Function to determine which cursor value to save. Use max for ascending timestamps, min for descending.Options: max, min, or custom callable
primary_key
str | Tuple[str, ...]
default:"None"
Primary key for deduplication. If not provided, uses the resource’s primary key. Pass empty tuple () to disable deduplication.Example: "id", ("user_id", "event_id")
end_value
Any
default:"None"
Upper bound for loading a limited range. When set, loading becomes stateless.Example: Load data for a specific month: incremental("created_at", initial_value="2024-01-01", end_value="2024-02-01")
row_order
Literal['asc', 'desc']
default:"None"
Declares the sort order of data from the source. Enables early stopping when out-of-range data is encountered.Values: "asc" (ascending), "desc" (descending)
allow_external_schedulers
bool
default:"False"
Allow external schedulers (like Airflow) to provide initial_value and end_value from execution context.In Airflow, uses data_interval_start and data_interval_end from the context.
on_cursor_value_missing
Literal['raise', 'include', 'exclude']
default:"raise"
Behavior when cursor field is missing from a record:
  • "raise": Raise an error
  • "include": Include the record
  • "exclude": Skip the record
lag
float
default:"None"
Attribution window / lag to apply to the cursor. For datetime cursors, this is in seconds. Useful for eventually consistent APIs.Example: lag=3600 (1 hour lag for datetime cursors)
range_start
Literal['open', 'closed']
default:"closed"
Whether the start of the range is inclusive ("closed") or exclusive ("open")."open" disables deduplication and excludes records with cursor value equal to last_value.
range_end
Literal['open', 'closed']
default:"open"
Whether the end of the range is inclusive ("closed") or exclusive ("open")."open" excludes records with cursor value equal to end_value.

Properties

last_value

The current cursor value from state.
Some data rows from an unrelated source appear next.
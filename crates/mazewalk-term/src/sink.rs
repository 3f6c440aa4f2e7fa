//! The animating [`Sink`].

use std::io::{self, Write};
use std::time::{Duration, Instant};

use crossterm::{
    cursor,
    event::{self, Event, KeyCode, KeyEvent, KeyEventKind, KeyModifiers},
    execute, queue,
    style::{Print, ResetColor, SetBackgroundColor, SetForegroundColor},
    terminal::{self, ClearType},
};

use mazewalk_core::{Context, Maze, Point};
use mazewalk_paths::Sink;

use crate::config::TermConfig;
use crate::glyph::{Glyph, Mark, glyph, legend};

/// Whether a key press asks to stop the animation.
fn is_quit(key: &KeyEvent) -> bool {
    match key.code {
        KeyCode::Char('q') | KeyCode::Esc => true,
        KeyCode::Char('c') => key.modifiers.contains(KeyModifiers::CONTROL),
        _ => false,
    }
}

/// Draws a maze and animates search events on it.
///
/// Each event redraws one cell, then pauses for the configured delay. In
/// interactive mode (after [`init`](Self::init)) the pause also polls the
/// keyboard, and `q`, `Esc` or `Ctrl-C` cancel the shared [`Context`].
///
/// [`Sink`] methods cannot fail, so the first I/O error is kept, the
/// context is cancelled, and the error is handed out by
/// [`take_error`](Self::take_error).
pub struct TerminalSink<'a, W: Write> {
    maze: &'a Maze,
    marks: Vec<Mark>,
    config: TermConfig,
    ctx: Context,
    out: W,
    interactive: bool,
    error: Option<io::Error>,
}

impl<'a> TerminalSink<'a, io::Stdout> {
    /// A sink drawing to standard output.
    pub fn stdout(maze: &'a Maze, config: TermConfig, ctx: Context) -> Self {
        Self::new(maze, config, ctx, io::stdout())
    }
}

impl<'a, W: Write> TerminalSink<'a, W> {
    /// A sink drawing to `out`.
    pub fn new(maze: &'a Maze, config: TermConfig, ctx: Context, out: W) -> Self {
        Self {
            maze,
            marks: vec![Mark::None; maze.bounds().len()],
            config,
            ctx,
            out,
            interactive: false,
            error: None,
        }
    }

    /// Enter raw mode and the alternate screen, then draw the maze.
    pub fn init(&mut self) -> io::Result<()> {
        terminal::enable_raw_mode()?;
        execute!(
            self.out,
            terminal::EnterAlternateScreen,
            cursor::Hide,
            terminal::Clear(ClearType::All)
        )?;
        self.interactive = true;
        self.draw()
    }

    /// Restore the terminal. Safe to call without a prior `init`.
    pub fn close(&mut self) {
        if !self.interactive {
            return;
        }
        self.interactive = false;
        let _ = execute!(self.out, ResetColor, cursor::Show, terminal::LeaveAlternateScreen);
        let _ = terminal::disable_raw_mode();
    }

    /// The current mark of a cell.
    pub fn mark(&self, p: Point) -> Mark {
        self.maze
            .bounds()
            .index(p)
            .map_or(Mark::None, |i| self.marks[i])
    }

    /// The first I/O error met while drawing, if any.
    pub fn take_error(&mut self) -> Option<io::Error> {
        self.error.take()
    }

    /// The underlying writer.
    pub fn get_ref(&self) -> &W {
        &self.out
    }

    /// Draw the whole maze, and the legend if configured.
    pub fn draw(&mut self) -> io::Result<()> {
        for (p, _) in self.maze.iter() {
            self.queue_cell(p)?;
        }
        if self.config.legend {
            let y = self.legend_row();
            queue!(self.out, cursor::MoveTo(0, y))?;
            for (g, label) in legend() {
                self.queue_glyph(g)?;
                queue!(self.out, ResetColor, Print(format!(" {label}  ")))?;
            }
        }
        queue!(self.out, ResetColor)?;
        self.out.flush()
    }

    /// Write a line of text under the maze (and legend).
    pub fn status(&mut self, text: &str) -> io::Result<()> {
        let y = self.legend_row() + u16::from(self.config.legend) + 1;
        queue!(
            self.out,
            cursor::MoveTo(0, y),
            terminal::Clear(ClearType::CurrentLine),
            ResetColor,
            Print(text)
        )?;
        self.out.flush()
    }

    /// Block until a key is pressed, or return at once when not
    /// interactive.
    pub fn wait_key(&mut self) -> io::Result<()> {
        if !self.interactive {
            return Ok(());
        }
        loop {
            if let Event::Key(key) = event::read()? {
                if key.kind == KeyEventKind::Press {
                    return Ok(());
                }
            }
        }
    }

    fn legend_row(&self) -> u16 {
        self.maze.rows() as u16 + 1
    }

    fn queue_glyph(&mut self, g: Glyph) -> io::Result<()> {
        queue!(
            self.out,
            SetForegroundColor(g.fg),
            SetBackgroundColor(g.bg),
            Print(g.ch),
            Print(' ')
        )
    }

    fn queue_cell(&mut self, p: Point) -> io::Result<()> {
        let Some(tile) = self.maze.tile(p) else {
            return Ok(());
        };
        let g = glyph(tile, self.mark(p));
        queue!(self.out, cursor::MoveTo(p.col as u16 * 2, p.row as u16))?;
        self.queue_glyph(g)
    }

    fn update(&mut self, p: Point, mark: Mark, delay: Duration) {
        if self.error.is_some() {
            return;
        }
        if let Some(i) = self.maze.bounds().index(p) {
            self.marks[i] = self.marks[i].merge(mark);
        }
        if let Err(err) = self.redraw(p, delay) {
            log::error!("terminal output failed: {err}");
            self.error = Some(err);
            self.ctx.cancel();
        }
    }

    fn redraw(&mut self, p: Point, delay: Duration) -> io::Result<()> {
        self.queue_cell(p)?;
        queue!(self.out, ResetColor)?;
        self.out.flush()?;
        self.pause(delay)
    }

    /// Sleep for `delay`, watching for quit keys when interactive.
    fn pause(&mut self, delay: Duration) -> io::Result<()> {
        if self.ctx.is_done() {
            return Ok(());
        }
        if !self.interactive {
            if !delay.is_zero() {
                std::thread::sleep(delay);
            }
            return Ok(());
        }
        let deadline = Instant::now() + delay;
        loop {
            let left = deadline.saturating_duration_since(Instant::now());
            if !event::poll(left)? {
                return Ok(());
            }
            if let Event::Key(key) = event::read()? {
                if key.kind == KeyEventKind::Press && is_quit(&key) {
                    log::info!("animation cancelled by user");
                    self.ctx.cancel();
                    return Ok(());
                }
            }
            if left.is_zero() {
                return Ok(());
            }
        }
    }
}

impl<W: Write> Sink for TerminalSink<'_, W> {
    fn on_visited(&mut self, p: Point) {
        self.update(p, Mark::Visited, self.config.step_delay);
    }

    fn on_enqueued(&mut self, p: Point) {
        self.update(p, Mark::Enqueued, self.config.step_delay);
    }

    fn on_path_step(&mut self, p: Point, _best: bool, reverse: bool) {
        self.update(p, Mark::path(reverse), self.config.path_delay);
    }
}

impl<W: Write> Drop for TerminalSink<'_, W> {
    fn drop(&mut self) {
        self.close();
    }
}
Use this to query your data source.
@dlt.resource
def my_resource(updated_at=dlt.sources.incremental("updated_at")):
    # Query API with the last known value
    params = {"updated_since": updated_at.last_value}
    response = requests.get("https://api.example.com/data", params=params)
    yield response.json()

start_value

The cursor value at the beginning of the current pipeline run (before processing new data).

end_value

The upper bound value if set during initialization.

Methods

from_existing_state(resource_name: str, cursor_path: str)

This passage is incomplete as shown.